• _DATA TO USE_
————
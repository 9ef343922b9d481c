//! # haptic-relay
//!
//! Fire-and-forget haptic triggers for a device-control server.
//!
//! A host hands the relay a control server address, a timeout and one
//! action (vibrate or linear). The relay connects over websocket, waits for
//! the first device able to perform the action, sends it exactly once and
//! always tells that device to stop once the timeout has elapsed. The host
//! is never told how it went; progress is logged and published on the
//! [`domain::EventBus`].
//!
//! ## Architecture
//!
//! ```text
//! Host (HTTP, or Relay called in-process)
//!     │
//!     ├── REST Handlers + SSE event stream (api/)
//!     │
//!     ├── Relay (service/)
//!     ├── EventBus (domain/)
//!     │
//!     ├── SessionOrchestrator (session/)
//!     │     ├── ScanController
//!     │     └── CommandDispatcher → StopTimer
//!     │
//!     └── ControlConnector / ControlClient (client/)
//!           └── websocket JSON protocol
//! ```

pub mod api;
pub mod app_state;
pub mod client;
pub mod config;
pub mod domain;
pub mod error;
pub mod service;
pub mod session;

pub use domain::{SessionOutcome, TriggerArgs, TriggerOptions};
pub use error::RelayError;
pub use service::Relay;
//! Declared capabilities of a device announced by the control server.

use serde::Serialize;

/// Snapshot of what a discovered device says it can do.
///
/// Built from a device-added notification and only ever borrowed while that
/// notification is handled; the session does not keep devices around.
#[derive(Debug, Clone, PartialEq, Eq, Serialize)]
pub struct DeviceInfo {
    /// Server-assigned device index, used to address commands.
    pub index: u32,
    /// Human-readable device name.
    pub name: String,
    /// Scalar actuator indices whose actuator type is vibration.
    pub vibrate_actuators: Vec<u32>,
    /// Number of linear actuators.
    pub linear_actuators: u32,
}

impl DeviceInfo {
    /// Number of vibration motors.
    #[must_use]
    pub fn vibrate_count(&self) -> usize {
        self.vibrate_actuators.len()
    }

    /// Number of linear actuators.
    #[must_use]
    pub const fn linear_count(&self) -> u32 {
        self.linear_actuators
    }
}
————
• _WHAT THE TASK REQUIRES_
Each line from the first line of the listing through the line containing "self.linear_actuators" must be set down exactly; no other line belongs in the answer.

• _ANSWER SECTION_
repository 9ef343922b9d481c
//! # haptic-relay
//!
//! Fire-and-forget haptic triggers for a device-control server.
//!
//! A host hands the relay a control server address, a timeout and one
//! action (vibrate or linear). The relay connects over websocket, waits for
//! the first device able to perform the action, sends it exactly once and
//! always tells that device to stop once the timeout has elapsed. The host
//! is never told how it went; progress is logged and published on the
//! [`domain::EventBus`].
//!
//! ## Architecture
//!
//! ```text
//! Host (HTTP, or Relay called in-process)
//!     │
//!     ├── REST Handlers + SSE event stream (api/)
//!     │
//!     ├── Relay (service/)
//!     ├── EventBus (domain/)
//!     │
//!     ├── SessionOrchestrator (session/)
//!     │     ├── ScanController
//!     │     └── CommandDispatcher → StopTimer
//!     │
//!     └── ControlConnector / ControlClient (client/)
//!           └── websocket JSON protocol
//! ```

pub mod api;
pub mod app_state;
pub mod client;
pub mod config;
pub mod domain;
pub mod error;
pub mod service;
pub mod session;

pub use domain::{SessionOutcome, TriggerArgs, TriggerOptions};
pub use error::RelayError;
pub use service::Relay;
//! Declared capabilities of a device announced by the control server.

use serde::Serialize;

/// Snapshot of what a discovered device says it can do.
///
/// Built from a device-added notification and only ever borrowed while that
/// notification is handled; the session does not keep devices around.
#[derive(Debug, Clone, PartialEq, Eq, Serialize)]
pub struct DeviceInfo {
    /// Server-assigned device index, used to address commands.
    pub index: u32,
    /// Human-readable device name.
    pub name: String,
    /// Scalar actuator indices whose actuator type is vibration.
    pub vibrate_actuators: Vec<u32>,
    /// Number of linear actuators.
    pub linear_actuators: u32,
}

impl DeviceInfo {
    /// Number of vibration motors.
    #[must_use]
    pub fn vibrate_count(&self) -> usize {
        self.vibrate_actuators.len()
    }

    /// Number of linear actuators.
    #[must_use]
    pub const fn linear_count(&self) -> u32 {
        self.linear_actuators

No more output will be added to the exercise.